To conclude: hexagonal or not hexagonal?

When Alistair created his pattern, his main driver was to easily switch one technology with another without breaking his core domain code. Adaptability was his main driver and big variance of technologies was his challenge.

I call this the "technological facet" of the pattern, recently confirmed by Alistair on twitter:

“The Ports & Adapters pattern calls explicitly for a seam at a technology-semantic boundary” (https://twitter.com/totheralistair/status/1333088400459632640?s=21)

But one of the keys to the pattern's success in my opinion was Alistair's lack of detail in his original article. We all saw value in it, but almost everyone struggled to understand it. Almost all of us have had our own definition of what a port is and what an adapter is for years (you can open some books if you want to check that out ;-)

This fuzziness allowed some of us to play with it, freely to discover new facets or properties from it.

One may discover that Ports and Adapters were top notch for testing (the "testability facet"). Another one may discover that Ports and Adapters were truly awesome to properly split our domain code from the infrastructure one (the "tactical DDD facet"). Another one may find out that it may help to reduce layering and complexity of our architecture (the "simplicity facet"). Another one may realize that the initial premise of the Pattern was rarely the reason why people were using it. That the ports were often leaky abstractions preventing you to properly cover multiple technologies behind (the devil is in the detail).
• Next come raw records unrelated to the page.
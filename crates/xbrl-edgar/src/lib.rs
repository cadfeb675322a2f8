#![doc = include_str!("../README.md")]
#![doc(issue_tracker_base_url = "https://github.com/factordynamics/xbrl/issues/")]
#![cfg_attr(docsrs, feature(doc_cfg, doc_auto_cfg))]
#![warn(missing_docs)]
#![forbid(unsafe_code)]

//! SEC EDGAR company facts client.
//!
//! This crate provides access to SEC EDGAR XBRL data:
//!
//! - CIK (Central Index Key) lookup from ticker symbols
//! - Company facts from the EDGAR XBRL API, parsed into a [`FactSet`]
//! - Request spacing per the SEC's published limit (10 requests/second)
//!
//! The client performs no retries. Throttling surfaces as
//! [`XbrlError::RateLimited`], timeouts and 5xx responses as
//! [`XbrlError::TransientNetwork`], so callers can choose their own backoff.
//!
//! # Example
//!
//! ```no_run
//! use xbrl_core::{FactSource, Ticker};
//! use xbrl_edgar::EdgarClient;
//!
//! #[tokio::main]
//! async fn main() -> Result<(), Box<dyn std::error::Error>> {
//!     let client = EdgarClient::new("MyApp/1.0 (contact@example.com)")?;
//!
//!     let cik = client.resolve_cik(&Ticker::new("SHOP")).await?;
//!     let facts = client.fetch_facts(&cik).await?;
//!     println!("{} facts for CIK {}", facts.fact_count(), cik);
//!
//!     Ok(())
//! }
//! ```

use async_trait::async_trait;
use chrono::NaiveDate;
use reqwest::StatusCode;
use serde::Deserialize;
use std::collections::HashMap;
use std::sync::Arc;
use std::time::Duration;
use tokio::sync::Mutex;
use tokio::time::{Instant, sleep};
use tracing::{debug, instrument, trace};
use xbrl_core::{Cik, Fact, FactSet, FactSource, Result, Ticker, XbrlError};

/// SEC EDGAR API base URL
const EDGAR_BASE_URL: &str = "https://data.sec.gov";

/// SEC company tickers URL
const COMPANY_TICKERS_URL: &str = "https://www.sec.gov/files/company_tickers.json";

/// Default rate limit: 10 requests per second (SEC requirement)
const DEFAULT_RATE_LIMIT: Duration = Duration::from_millis(100);

/// Default request timeout
const DEFAULT_TIMEOUT: Duration = Duration::from_secs(30);

/// Environment variable holding the SEC user agent.
pub const USER_AGENT_ENV: &str = "SEC_USER_AGENT";

/// Name reported through [`FactSource::name`].
pub const PROVIDER_NAME: &str = "SEC EDGAR";

/// Date format used throughout the EDGAR JSON payloads.
const DATE_FORMAT: &str = "%Y-%m-%d";

/// Rate limiter to ensure we don't exceed SEC's rate limits
#[derive(Debug)]
struct RateLimiter {
    last_request: Instant,
    min_interval: Duration,
}

impl RateLimiter {
    fn new(min_interval: Duration) -> Self {
        let now = Instant::now();
        Self {
            last_request: now.checked_sub(min_interval).unwrap_or(now),
            min_interval,
        }
    }

    async fn wait(&mut self) {
        let elapsed = self.last_request.elapsed();
        if elapsed < self.min_interval {
            sleep(self.min_interval - elapsed).await;
        }
        self.last_request = Instant::now();
    }
}

/// Configuration for [`EdgarClient`].
#[derive(Clone, Debug, PartialEq, Eq)]
pub struct EdgarConfig {
    /// Identifying user agent, "AppName/Version (contact@email.com)".
    pub user_agent: String,
    /// Base URL of the XBRL API.
    pub base_url: String,
    /// URL of the ticker directory.
    pub tickers_url: String,
    /// Per-request timeout.
    pub timeout: Duration,
    /// Minimum spacing between outbound requests.
    pub min_request_interval: Duration,
}

impl EdgarConfig {
    /// Creates a configuration with SEC defaults and the given user agent.
    #[must_use]
    pub fn new(user_agent: impl Into<String>) -> Self {
        Self {
            user_agent: user_agent.into(),
            base_url: EDGAR_BASE_URL.to_string(),
            tickers_url: COMPANY_TICKERS_URL.to_string(),
            timeout: DEFAULT_TIMEOUT,
            min_request_interval: DEFAULT_RATE_LIMIT,
        }
    }

    /// Reads the user agent from `SEC_USER_AGENT`.
    ///
    /// # Errors
    /// Returns [`XbrlError::InvalidParameter`] if the variable is unset or blank.
    pub fn from_env() -> Result<Self> {
        Self::from_env_value(std::env::var(USER_AGENT_ENV).ok())
    }

    fn from_env_value(value: Option<String>) -> Result<Self> {
        match value {
            Some(ua) if !ua.trim().is_empty() => Ok(Self::new(ua.trim())),
            _ => Err(XbrlError::InvalidParameter(format!(
                "{USER_AGENT_ENV} must be set to an identifying user agent"
            ))),
        }
    }

    /// Overrides the XBRL API base URL.
    #[must_use]
    pub fn with_base_url(mut self, base_url: impl Into<String>) -> Self {
        self.base_url = base_url.into().trim_end_matches('/').to_string();
        self
    }

    /// Overrides the ticker directory URL.
    #[must_use]
    pub fn with_tickers_url(mut self, tickers_url: impl Into<String>) -> Self {
        self.tickers_url = tickers_url.into();
        self
    }

    /// Sets the per-request timeout.
    #[must_use]
    pub const fn with_timeout(mut self, timeout: Duration) -> Self {
        self.timeout = timeout;
        self
    }

    /// Sets the minimum spacing between requests.
    #[must_use]
    pub const fn with_min_request_interval(mut self, interval: Duration) -> Self {
        self.min_request_interval = interval;
        self
    }

    fn facts_url(&self, cik: &Cik) -> String {
        format!("{}/api/xbrl/companyfacts/CIK{}.json", self.base_url, cik)
    }
}

/// SEC EDGAR company facts client.
///
/// Fetches the ticker directory and XBRL company facts. Requests are spaced
/// by the configured minimum interval (default 100ms).
#[derive(Debug, Clone)]
pub struct EdgarClient {
    client: reqwest::Client,
    config: EdgarConfig,
    rate_limiter: Arc<Mutex<RateLimiter>>,
}

impl EdgarClient {
    /// Create a new client with the specified user agent and SEC defaults.
    ///
    /// The SEC requires identifying user agent headers. Format should be:
    /// "AppName/Version (contact@email.com)"
    ///
    /// # Errors
    /// Returns [`XbrlError::InvalidParameter`] for an empty user agent, or
    /// [`XbrlError::Network`] if the HTTP client cannot be built.
    pub fn new(user_agent: &str) -> Result<Self> {
        Self::from_config(EdgarConfig::new(user_agent))
    }

    /// Create a new client from a full configuration.
    ///
    /// # Errors
    /// Returns [`XbrlError::InvalidParameter`] for an empty user agent, or
    /// [`XbrlError::Network`] if the HTTP client cannot be built.
    pub fn from_config(config: EdgarConfig) -> Result<Self> {
        if config.user_agent.trim().is_empty() {
            return Err(XbrlError::InvalidParameter("Empty user agent".to_string()));
        }

        let client = reqwest::Client::builder()
            .user_agent(&config.user_agent)
            .timeout(config.timeout)
            .build()
            .map_err(|e| XbrlError::Network(format!("Failed to build HTTP client: {e}")))?;

        Ok(Self::with_client(client, config))
    }

    /// Create a new client with a pre-configured reqwest client.
    ///
    /// The reqwest client is expected to carry the user agent header already.
    #[must_use]
    pub fn with_client(client: reqwest::Client, config: EdgarConfig) -> Self {
        let rate_limiter = Arc::new(Mutex::new(RateLimiter::new(config.min_request_interval)));
        Self {
            client,
            config,
            rate_limiter,
        }
    }

    /// Returns the active configuration.
    #[must_use]
    pub const fn config(&self) -> &EdgarConfig {
        &self.config
    }

    /// Issue a rate-limited GET and map the response status onto [`XbrlError`].
    async fn get(&self, url: &str, what: &str) -> Result<reqwest::Response> {
        self.rate_limiter.lock().await.wait().await;

        debug!("Fetching {} from {}", what, url);
        let response = self
            .client
            .get(url)
            .send()
            .await
            .map_err(|e| map_transport_error(&e))?;

        let status = response.status();
        if status.is_success() {
            return Ok(response);
        }

        let retry_after = response
            .headers()
            .get(reqwest::header::RETRY_AFTER)
            .and_then(|v| v.to_str().ok())
            .and_then(parse_retry_after);

        Err(map_status(status, retry_after, what))
    }
}

#[async_trait]
impl FactSource for EdgarClient {
    fn name(&self) -> &str {
        PROVIDER_NAME
    }

    #[instrument(skip(self), fields(ticker = %ticker))]
    async fn resolve_cik(&self, ticker: &Ticker) -> Result<Cik> {
        if ticker.as_str().is_empty() {
            return Err(XbrlError::InvalidParameter("Empty ticker".to_string()));
        }

        let response = self.get(&self.config.tickers_url, "company tickers").await?;
        let body = response.text().await.map_err(|e| map_body_error(&e))?;
        let data: HashMap<String, CompanyTickerInfo> = serde_json::from_str(&body)
            .map_err(|e| XbrlError::Parse(format!("Failed to parse company tickers: {e}")))?;

        let cik = find_ticker(&data, ticker)?;
        debug!("Found CIK {} for ticker {}", cik, ticker);
        Ok(cik)
    }

    #[instrument(skip(self), fields(cik = %cik))]
    async fn fetch_facts(&self, cik: &Cik) -> Result<FactSet> {
        let url = self.config.facts_url(cik);
        let what = format!("company facts for CIK {cik}");

        let response = self.get(&url, &what).await?;
        let body = response.text().await.map_err(|e| map_body_error(&e))?;

        let facts = parse_company_facts(&body)?;
        debug!(count = facts.fact_count(), "Parsed company facts");
        Ok(facts)
    }
}

/// Parse a company facts JSON document into a [`FactSet`].
///
/// Observations with an unparseable `end` date are dropped; unparseable
/// `start` or `filed` dates become `None`.
///
/// # Errors
/// Returns [`XbrlError::Parse`] if the document does not have the company
/// facts shape.
pub fn parse_company_facts(json: &str) -> Result<FactSet> {
    let response: CompanyFactsResponse = serde_json::from_str(json)
        .map_err(|e| XbrlError::Parse(format!("Failed to parse company facts: {e}")))?;
    Ok(response.into_fact_set())
}

/// Exact, case-insensitive ticker lookup in the SEC ticker directory.
fn find_ticker(data: &HashMap<String, CompanyTickerInfo>, ticker: &Ticker) -> Result<Cik> {
    data.values()
        .find(|company| company.ticker.eq_ignore_ascii_case(ticker.as_str()))
        .map(|company| Cik::from_number(company.cik_str))
        .ok_or_else(|| XbrlError::NotFound(ticker.to_string()))
}

/// Map a non-success HTTP status onto the error taxonomy.
fn map_status(status: StatusCode, retry_after: Option<Duration>, what: &str) -> XbrlError {
    match status {
        StatusCode::NOT_FOUND => XbrlError::NotFound(what.to_string()),
        StatusCode::TOO_MANY_REQUESTS => XbrlError::RateLimited {
            provider: PROVIDER_NAME.to_string(),
            retry_after,
        },
        StatusCode::REQUEST_TIMEOUT => {
            XbrlError::TransientNetwork(format!("Failed to fetch {what}: HTTP {status}"))
        }
        s if s.is_server_error() => {
            XbrlError::TransientNetwork(format!("Failed to fetch {what}: HTTP {status}"))
        }
        _ => XbrlError::Network(format!("Failed to fetch {what}: HTTP {status}")),
    }
}

/// Timeouts, connection failures and interrupted transfers are transient;
/// everything else is not.
fn map_transport_error(e: &reqwest::Error) -> XbrlError {
    if e.is_timeout() || e.is_connect() || e.is_body() || (e.is_request() && !e.is_builder()) {
        XbrlError::TransientNetwork(e.to_string())
    } else {
        XbrlError::Network(e.to_string())
    }
}

/// Reading the body only fails when the transfer does (reset, truncation,
/// timeout). Payload decoding happens afterwards in serde_json.
fn map_body_error(e: &reqwest::Error) -> XbrlError {
    if e.is_builder() {
        return XbrlError::Network(e.to_string());
    }
    XbrlError::TransientNetwork(format!("Failed to read response body: {e}"))
}

/// Only the delay-seconds form of `Retry-After` is honoured.
fn parse_retry_after(value: &str) -> Option<Duration> {
    value.trim().parse::<u64>().ok().map(Duration::from_secs)
}

fn parse_date(s: &str) -> Option<NaiveDate> {
    NaiveDate::parse_from_str(s, DATE_FORMAT).ok()
}

// =============================================================================
// SEC API Response Types
// =============================================================================

/// Company ticker information from SEC JSON.
#[derive(Debug, Deserialize)]
struct CompanyTickerInfo {
    /// CIK as a number (SEC returns this as an integer)
    cik_str: u64,
    /// Ticker symbol
    ticker: String,
}

/// Response from the SEC EDGAR Company Facts API.
#[derive(Debug, Deserialize)]
#[serde(rename_all = "camelCase")]
struct CompanyFactsResponse {
    #[serde(default)]
    cik: Option<u64>,
    #[serde(default)]
    entity_name: Option<String>,
    /// Facts organized by taxonomy and tag
    #[serde(default)]
    facts: HashMap<String, HashMap<String, TagFacts>>,
}

impl CompanyFactsResponse {
    fn into_fact_set(self) -> FactSet {
        let mut set = FactSet::new();
        set.cik = self.cik.map(Cik::from_number);
        set.entity_name = self.entity_name;

        for (taxonomy, tags) in self.facts {
            for (tag, tag_facts) in tags {
                let Some(units) = tag_facts.units else {
                    continue;
                };
                for (unit, values) in units {
                    for value in values {
                        match value.into_fact(&tag, &unit) {
                            Some(fact) => set.insert(taxonomy.clone(), fact),
                            None => trace!(%taxonomy, %tag, %unit, "Dropping fact with bad end date"),
                        }
                    }
                }
            }
        }

        set
    }
}

/// Facts for a specific XBRL tag.
#[derive(Debug, Deserialize)]
struct TagFacts {
    /// Units (USD, shares, etc.) containing the actual fact values
    #[serde(default)]
    units: Option<HashMap<String, Vec<FactValue>>>,
}

/// A single fact value with metadata.
#[derive(Debug, Clone, Deserialize)]
struct FactValue {
    end: String,
    #[serde(default)]
    start: Option<String>,
    val: f64,
    #[serde(default)]
    accn: Option<String>,
    #[serde(default)]
    fy: Option<i32>,
    #[serde(default)]
    fp: Option<String>,
    #[serde(default)]
    form: Option<String>,
    #[serde(default)]
    filed: Option<String>,
}

impl FactValue {
    fn into_fact(self, tag: &str, unit: &str) -> Option<Fact> {
        let end = parse_date(&self.end)?;
        Some(Fact {
            end,
            start: self.start.as_deref().and_then(parse_date),
            value: self.val,
            form: self.form,
            filed: self.filed.as_deref().and_then(parse_date),
            fiscal_year: self.fy,
            fiscal_period: self.fp,
            tag: tag.to_string(),
            unit: unit.to_string(),
            accession: self.accn,
        })
    }
}

// =============================================================================
// Tests
// =============================================================================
One may find it interesting for having a good time to market and quick feedbacks about what is at stakes (the "quick feedback facet"). One may find it intersting to postpone architectural decisions at the right moment (the "late architectural decisions facet"). One may find it interesting to Adapt more than technologies. To adapt not only technologies but also external models, like I described here (the "strategic DDD facet").

Even Alistair evolved and changed his mind over the years about important things such as the symmetry or the absence of symmetry of his Pattern (now we all know that the left and right side are asymmetrical ;-)

A multi facets pattern?

I personally think that the beauty of this pattern stands on our various interpretations and implementations.The fuzziness of the original Hexagonal Architecture article from Alistair also has something in common with Eric Evan's Blue Book. It’s so conducive to various interpretations that it ages really well.

Like the image of the Hexagon itself, it’s a multi facets pattern. Maybe richer and more complex than Alistair realized it so far.

My intent here is to ask Alistair and every one of you in the DEV community: should we keep talking about Hexagonal Architecture and its multiple facets, or should we start finding new names for some of those facets and awesome properties?

I’m more than keen to have your answers.